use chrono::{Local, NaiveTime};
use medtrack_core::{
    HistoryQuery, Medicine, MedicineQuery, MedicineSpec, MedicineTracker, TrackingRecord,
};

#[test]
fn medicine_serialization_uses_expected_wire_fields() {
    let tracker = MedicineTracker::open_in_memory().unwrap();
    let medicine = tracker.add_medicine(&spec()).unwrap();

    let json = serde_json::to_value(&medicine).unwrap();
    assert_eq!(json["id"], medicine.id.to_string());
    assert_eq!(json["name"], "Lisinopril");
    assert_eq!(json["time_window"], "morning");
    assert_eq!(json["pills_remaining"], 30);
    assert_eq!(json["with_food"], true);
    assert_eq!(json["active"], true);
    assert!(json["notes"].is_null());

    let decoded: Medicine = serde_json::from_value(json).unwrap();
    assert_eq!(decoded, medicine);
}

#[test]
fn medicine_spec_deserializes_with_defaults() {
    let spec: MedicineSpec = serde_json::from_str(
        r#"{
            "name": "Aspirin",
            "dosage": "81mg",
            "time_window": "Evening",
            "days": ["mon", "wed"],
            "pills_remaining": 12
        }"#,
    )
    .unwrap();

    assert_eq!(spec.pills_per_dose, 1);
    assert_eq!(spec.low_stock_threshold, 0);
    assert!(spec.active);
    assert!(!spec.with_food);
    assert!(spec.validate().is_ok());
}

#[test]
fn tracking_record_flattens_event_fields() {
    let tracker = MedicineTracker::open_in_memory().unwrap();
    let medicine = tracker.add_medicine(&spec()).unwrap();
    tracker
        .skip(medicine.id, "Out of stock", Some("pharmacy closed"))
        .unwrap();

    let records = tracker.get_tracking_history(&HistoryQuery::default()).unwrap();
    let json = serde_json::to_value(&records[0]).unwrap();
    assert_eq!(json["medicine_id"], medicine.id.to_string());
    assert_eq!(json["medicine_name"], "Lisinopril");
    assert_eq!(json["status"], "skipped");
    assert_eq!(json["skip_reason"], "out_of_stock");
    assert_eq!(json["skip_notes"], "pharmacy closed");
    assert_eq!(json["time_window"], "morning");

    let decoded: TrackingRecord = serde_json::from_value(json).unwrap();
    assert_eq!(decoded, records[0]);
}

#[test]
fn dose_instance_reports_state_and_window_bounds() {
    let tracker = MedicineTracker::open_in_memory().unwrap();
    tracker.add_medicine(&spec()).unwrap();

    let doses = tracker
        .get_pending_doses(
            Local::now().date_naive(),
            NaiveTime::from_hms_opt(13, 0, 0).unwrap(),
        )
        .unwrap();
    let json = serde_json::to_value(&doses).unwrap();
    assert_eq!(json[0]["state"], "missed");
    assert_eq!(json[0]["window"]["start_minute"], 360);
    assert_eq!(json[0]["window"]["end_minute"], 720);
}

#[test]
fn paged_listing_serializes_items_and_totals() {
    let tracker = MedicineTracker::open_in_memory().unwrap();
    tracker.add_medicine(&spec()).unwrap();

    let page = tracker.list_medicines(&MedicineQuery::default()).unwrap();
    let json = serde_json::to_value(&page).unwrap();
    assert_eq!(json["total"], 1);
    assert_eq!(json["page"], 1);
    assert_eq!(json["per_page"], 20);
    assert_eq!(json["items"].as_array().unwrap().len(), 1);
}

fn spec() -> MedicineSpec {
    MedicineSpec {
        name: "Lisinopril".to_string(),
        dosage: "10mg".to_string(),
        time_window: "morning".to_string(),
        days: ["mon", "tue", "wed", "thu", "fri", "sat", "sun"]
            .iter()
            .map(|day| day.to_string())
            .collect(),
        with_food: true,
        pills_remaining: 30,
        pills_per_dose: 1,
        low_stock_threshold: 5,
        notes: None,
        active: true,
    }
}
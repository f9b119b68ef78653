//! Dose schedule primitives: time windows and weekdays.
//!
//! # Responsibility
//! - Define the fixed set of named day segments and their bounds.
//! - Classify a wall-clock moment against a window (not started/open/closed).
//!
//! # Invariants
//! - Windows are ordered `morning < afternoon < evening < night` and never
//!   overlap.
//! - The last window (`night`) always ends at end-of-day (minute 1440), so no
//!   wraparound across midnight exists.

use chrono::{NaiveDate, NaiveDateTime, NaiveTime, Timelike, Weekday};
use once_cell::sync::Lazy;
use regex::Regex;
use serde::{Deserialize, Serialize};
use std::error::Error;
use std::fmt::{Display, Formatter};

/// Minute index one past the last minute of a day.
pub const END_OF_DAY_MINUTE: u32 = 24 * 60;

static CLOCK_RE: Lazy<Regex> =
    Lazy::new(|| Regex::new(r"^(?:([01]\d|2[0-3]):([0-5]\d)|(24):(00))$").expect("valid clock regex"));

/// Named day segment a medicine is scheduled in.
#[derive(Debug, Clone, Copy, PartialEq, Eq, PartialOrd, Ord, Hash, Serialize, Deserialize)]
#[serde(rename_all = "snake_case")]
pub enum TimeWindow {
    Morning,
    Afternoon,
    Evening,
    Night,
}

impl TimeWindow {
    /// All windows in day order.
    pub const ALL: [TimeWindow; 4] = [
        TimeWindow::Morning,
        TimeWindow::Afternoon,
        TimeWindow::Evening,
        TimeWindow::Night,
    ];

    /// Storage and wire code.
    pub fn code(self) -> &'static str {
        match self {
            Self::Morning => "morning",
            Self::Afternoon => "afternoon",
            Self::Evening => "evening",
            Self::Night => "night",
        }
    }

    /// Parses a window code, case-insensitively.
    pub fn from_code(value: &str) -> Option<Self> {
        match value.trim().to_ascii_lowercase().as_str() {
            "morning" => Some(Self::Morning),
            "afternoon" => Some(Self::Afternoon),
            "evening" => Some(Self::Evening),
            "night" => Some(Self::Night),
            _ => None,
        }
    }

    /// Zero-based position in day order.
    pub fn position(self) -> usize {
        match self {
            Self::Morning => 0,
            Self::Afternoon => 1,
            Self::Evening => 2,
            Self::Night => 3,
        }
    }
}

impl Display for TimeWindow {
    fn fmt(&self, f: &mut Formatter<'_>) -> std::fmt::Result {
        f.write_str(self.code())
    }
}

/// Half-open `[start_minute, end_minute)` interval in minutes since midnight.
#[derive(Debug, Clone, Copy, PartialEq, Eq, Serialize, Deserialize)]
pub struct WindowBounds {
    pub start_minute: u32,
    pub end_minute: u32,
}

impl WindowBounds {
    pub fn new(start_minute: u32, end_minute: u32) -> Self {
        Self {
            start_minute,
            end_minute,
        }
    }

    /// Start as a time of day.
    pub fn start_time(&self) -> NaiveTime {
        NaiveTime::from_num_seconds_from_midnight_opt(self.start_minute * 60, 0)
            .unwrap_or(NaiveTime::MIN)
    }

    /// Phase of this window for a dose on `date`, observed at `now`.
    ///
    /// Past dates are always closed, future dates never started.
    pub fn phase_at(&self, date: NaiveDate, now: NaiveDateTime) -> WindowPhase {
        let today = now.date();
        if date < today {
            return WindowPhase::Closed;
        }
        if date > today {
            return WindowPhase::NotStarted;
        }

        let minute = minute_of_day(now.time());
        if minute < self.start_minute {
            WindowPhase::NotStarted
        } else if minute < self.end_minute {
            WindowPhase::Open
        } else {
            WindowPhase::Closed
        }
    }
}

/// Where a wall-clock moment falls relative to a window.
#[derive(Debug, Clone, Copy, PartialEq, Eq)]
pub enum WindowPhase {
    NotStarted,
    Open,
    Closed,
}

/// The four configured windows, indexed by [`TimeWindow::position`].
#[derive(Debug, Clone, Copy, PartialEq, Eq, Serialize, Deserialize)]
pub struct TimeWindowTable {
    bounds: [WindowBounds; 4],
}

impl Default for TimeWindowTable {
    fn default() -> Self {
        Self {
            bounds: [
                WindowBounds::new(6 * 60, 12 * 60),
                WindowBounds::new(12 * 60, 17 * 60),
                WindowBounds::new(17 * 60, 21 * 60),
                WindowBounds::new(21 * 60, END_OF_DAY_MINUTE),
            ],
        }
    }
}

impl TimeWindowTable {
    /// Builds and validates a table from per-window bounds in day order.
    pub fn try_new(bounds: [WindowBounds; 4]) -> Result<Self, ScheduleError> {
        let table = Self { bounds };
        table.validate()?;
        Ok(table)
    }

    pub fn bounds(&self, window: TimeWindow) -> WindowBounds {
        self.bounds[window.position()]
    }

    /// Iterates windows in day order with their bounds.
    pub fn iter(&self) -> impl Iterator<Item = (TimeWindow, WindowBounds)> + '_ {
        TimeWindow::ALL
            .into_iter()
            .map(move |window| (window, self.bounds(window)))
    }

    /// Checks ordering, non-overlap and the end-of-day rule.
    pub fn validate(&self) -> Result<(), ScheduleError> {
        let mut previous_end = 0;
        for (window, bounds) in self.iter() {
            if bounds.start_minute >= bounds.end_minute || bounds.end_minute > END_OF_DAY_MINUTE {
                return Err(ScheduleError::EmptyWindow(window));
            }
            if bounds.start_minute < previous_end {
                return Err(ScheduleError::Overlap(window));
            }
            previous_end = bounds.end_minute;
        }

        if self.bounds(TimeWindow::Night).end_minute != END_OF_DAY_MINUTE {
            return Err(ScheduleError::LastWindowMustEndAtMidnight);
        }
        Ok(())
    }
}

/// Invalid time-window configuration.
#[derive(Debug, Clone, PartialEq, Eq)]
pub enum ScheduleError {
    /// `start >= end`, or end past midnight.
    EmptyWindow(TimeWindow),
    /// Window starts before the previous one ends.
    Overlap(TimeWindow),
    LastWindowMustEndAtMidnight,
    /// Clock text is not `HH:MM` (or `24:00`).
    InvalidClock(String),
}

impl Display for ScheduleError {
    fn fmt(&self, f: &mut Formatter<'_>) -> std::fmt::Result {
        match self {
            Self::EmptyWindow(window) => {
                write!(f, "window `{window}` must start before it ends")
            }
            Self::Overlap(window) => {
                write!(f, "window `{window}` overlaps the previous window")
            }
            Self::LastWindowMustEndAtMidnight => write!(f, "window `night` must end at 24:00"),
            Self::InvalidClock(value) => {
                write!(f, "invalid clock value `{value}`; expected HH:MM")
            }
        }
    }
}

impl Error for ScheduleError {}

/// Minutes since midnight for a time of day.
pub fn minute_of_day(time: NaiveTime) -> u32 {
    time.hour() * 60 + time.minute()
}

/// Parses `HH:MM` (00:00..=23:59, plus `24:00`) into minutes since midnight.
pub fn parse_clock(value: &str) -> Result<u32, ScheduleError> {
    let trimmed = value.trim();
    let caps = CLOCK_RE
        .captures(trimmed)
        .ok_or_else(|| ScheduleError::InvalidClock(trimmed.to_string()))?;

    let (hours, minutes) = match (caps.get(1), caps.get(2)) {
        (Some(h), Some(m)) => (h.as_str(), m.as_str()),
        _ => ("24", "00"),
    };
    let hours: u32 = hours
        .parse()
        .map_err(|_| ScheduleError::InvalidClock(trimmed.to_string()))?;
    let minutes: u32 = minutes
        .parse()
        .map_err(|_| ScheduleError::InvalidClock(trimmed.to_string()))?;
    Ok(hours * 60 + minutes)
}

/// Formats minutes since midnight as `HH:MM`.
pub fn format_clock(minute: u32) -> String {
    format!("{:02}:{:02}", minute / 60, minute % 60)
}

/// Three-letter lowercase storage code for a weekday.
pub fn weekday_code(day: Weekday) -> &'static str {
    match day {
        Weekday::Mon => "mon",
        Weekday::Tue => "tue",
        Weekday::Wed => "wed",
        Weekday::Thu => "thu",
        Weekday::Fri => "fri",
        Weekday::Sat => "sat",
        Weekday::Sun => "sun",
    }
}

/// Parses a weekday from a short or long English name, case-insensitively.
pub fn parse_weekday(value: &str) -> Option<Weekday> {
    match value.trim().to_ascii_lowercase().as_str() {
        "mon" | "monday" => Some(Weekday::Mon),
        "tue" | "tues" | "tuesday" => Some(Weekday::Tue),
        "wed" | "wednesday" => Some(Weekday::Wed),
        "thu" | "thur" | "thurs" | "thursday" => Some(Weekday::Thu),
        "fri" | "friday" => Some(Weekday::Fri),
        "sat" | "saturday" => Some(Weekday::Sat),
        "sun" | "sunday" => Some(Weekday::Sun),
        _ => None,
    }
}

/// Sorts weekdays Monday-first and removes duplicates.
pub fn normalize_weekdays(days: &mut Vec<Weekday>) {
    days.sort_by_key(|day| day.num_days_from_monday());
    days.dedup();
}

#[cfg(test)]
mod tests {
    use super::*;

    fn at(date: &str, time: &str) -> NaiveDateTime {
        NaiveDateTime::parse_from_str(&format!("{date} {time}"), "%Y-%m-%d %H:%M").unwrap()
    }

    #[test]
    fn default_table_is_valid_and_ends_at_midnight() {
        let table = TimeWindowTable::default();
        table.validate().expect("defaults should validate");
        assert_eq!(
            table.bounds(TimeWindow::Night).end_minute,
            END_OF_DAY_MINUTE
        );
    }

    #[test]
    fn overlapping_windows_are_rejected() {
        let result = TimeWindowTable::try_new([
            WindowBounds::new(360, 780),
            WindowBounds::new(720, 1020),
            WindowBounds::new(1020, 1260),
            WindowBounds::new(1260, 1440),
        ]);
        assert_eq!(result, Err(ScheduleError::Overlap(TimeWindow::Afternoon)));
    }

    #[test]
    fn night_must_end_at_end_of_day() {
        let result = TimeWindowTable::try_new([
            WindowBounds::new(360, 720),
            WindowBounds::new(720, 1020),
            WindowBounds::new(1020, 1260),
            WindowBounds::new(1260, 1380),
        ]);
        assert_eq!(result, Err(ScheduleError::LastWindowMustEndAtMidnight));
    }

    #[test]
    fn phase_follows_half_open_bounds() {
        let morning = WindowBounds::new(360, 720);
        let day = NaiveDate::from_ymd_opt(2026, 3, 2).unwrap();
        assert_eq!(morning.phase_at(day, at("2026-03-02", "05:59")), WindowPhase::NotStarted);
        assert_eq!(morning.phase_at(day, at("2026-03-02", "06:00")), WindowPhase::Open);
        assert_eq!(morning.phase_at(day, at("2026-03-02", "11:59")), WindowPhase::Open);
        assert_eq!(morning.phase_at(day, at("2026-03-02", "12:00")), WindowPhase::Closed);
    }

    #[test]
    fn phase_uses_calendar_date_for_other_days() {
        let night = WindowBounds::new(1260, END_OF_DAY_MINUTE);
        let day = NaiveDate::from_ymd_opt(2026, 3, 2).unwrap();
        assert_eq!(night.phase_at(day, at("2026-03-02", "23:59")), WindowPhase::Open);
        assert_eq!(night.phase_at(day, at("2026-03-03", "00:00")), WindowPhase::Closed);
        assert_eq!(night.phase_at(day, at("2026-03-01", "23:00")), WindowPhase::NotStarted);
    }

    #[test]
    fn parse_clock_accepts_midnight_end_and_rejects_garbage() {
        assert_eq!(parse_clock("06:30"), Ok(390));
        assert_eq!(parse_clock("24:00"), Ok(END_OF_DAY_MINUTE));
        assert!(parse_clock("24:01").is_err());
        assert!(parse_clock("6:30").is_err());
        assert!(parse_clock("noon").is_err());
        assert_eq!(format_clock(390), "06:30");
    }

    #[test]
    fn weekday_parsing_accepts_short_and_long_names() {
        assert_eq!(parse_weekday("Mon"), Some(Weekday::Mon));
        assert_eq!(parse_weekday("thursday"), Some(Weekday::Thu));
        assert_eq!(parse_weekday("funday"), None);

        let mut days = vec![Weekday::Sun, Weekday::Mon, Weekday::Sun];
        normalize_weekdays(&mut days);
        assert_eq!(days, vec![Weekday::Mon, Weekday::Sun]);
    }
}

What is needed >>
Work out how many lines of the material include "before", then report only that count.

Exercise response >>
2